Across the spectrum of travel businesses the paradigm shift to mobile now takes on acute significance. From online travel agencies, hoteliers, travel agents, and the business side of the travel industry, the inevitability of the mobile customer has arrived. Fortunately for a good many travel entities, preparations were made to adapt to this shift. However, the majority of businesses worldwide now find themselves behind the proverbial 8-ball. To all the businesses we’ve suggested convert, that milestone we predicted has arrived. Don’t say we didn’t tell you so.

Mobile: A Must Now

A report just out from Max Starkov, CEO at HeBS Digital, reveals the telling shift from desktop to mobile devices for hotel bookings and conversions. According to Starkov’s research, some 16% of all bookings in 2014 so far have come via tablets and smart devices. This, looking across 1000 US and Canada bookings, also revealed almost 20% of room nights purchased via mobile devices.

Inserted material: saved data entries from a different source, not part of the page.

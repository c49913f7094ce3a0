//! Existence checks for candidate URLs.
//!
//! A probe answers one question: does this URL serve a page right now? Every
//! failure mode (non-2xx status, DNS failure, refused connection, timeout,
//! malformed URL) collapses to `false`. Probes never return errors and never
//! retry.

use async_trait::async_trait;
use reqwest::Client;
use tracing::debug;

use crate::config::ProbeConfig;
use crate::{Error, Result};

/// A bounded-timeout reachability check.
///
/// Implementations must be cheap to share across concurrent resolutions.
#[async_trait]
pub trait Probe: Send + Sync {
    /// Return `true` if `url` is reachable.
    async fn probe(&self, url: &str) -> bool;
}

/// Probe that reports every URL as unreachable without any I/O.
///
/// Pairs with unvalidated resolution, which never consults its probe, so no
/// HTTP client has to be built.
#[derive(Debug, Clone, Copy, Default)]
pub struct OfflineProbe;

#[async_trait]
impl Probe for OfflineProbe {
    async fn probe(&self, url: &str) -> bool {
        debug!(%url, "offline, skipping");
        false
    }
}

/// HTTP probe backed by a shared `reqwest` client.
///
/// Issues a `GET` per URL, follows a limited number of redirects, and treats
/// only a final 2xx status as reachable.
#[derive(Debug, Clone)]
pub struct HttpProbe {
    client: Client,
}

impl HttpProbe {
    /// Build a probe from configuration.
    ///
    /// # Errors
    ///
    /// Returns [`Error::Network`] if the HTTP client cannot be constructed.
    pub fn new(config: &ProbeConfig) -> Result<Self> {
        let client = Client::builder()
            .timeout(config.timeout())
            .user_agent(config.user_agent.as_str())
            .redirect(reqwest::redirect::Policy::limited(config.max_redirects))
            .build()
            .map_err(Error::Network)?;
        Ok(Self { client })
    }

    /// Build a probe with default settings (5 second timeout).
    ///
    /// # Errors
    ///
    /// Returns [`Error::Network`] if the HTTP client cannot be constructed.
    pub fn with_defaults() -> Result<Self> {
        Self::new(&ProbeConfig::default())
    }
}

#[async_trait]
impl Probe for HttpProbe {
    async fn probe(&self, url: &str) -> bool {
        match self.client.get(url).send().await {
            Ok(response) => {
                let status = response.status();
                debug!(%url, %status, "probe response");
                status.is_success()
            },
            Err(e) => {
                debug!(%url, error = %e, timeout = e.is_timeout(), "probe failed");
                false
            },
        }
    }
}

The data, from mostly independents, also showed a massive shift in “discovery” metrics for hotels. Some 42% of web visitors and nearly 38% of page views came from mobile devices for the target group. Starkov correctly summarizes this as an irreversible trend. Here’s some of his findings:

  • 41% of web visitors and nearly 38% of page views were generated from non-desktop devices (mobile and tablet).
  • Nearly 16% of bookings, 19% of room nights and 14% of revenue came from tablets and mobile devices.
  • If we include voice reservations originating from the hotel mobile website, over 25% of bookings and revenue originates from the non-desktop channel.
  • Tablets generated 224% more room nights and 283% more revenue than “pure” mobile devices.
  • The iPad outperformed all other tablet devices and was responsible for 95% of tablet revenue and over 85% of visitors. (This partly reflects the popularity of the iPad in the US market.)

On the Path

Three screens. This is how most digital marketing evangelists describe the digital landscape for guest conversion now. Hoteliers, restaurateurs, any business intent on engaging new customers today, has to understand the landscape, or die. As a marketing firm executive, and a technology consult, this has been part of our business dogma for a decade now. Now that all the votes are in, perhaps harping on “channel mastery” completeness will not be such a hard sell. What’s a hotel to do, you ask? Strategies that involve desktop, tablets, and phones are obviously a must, but more significantly hoteliers need to prioritize efforts in; paid search, email marketing, SEO, online media, social media, re-targeting advertising, and banner advertising, etc.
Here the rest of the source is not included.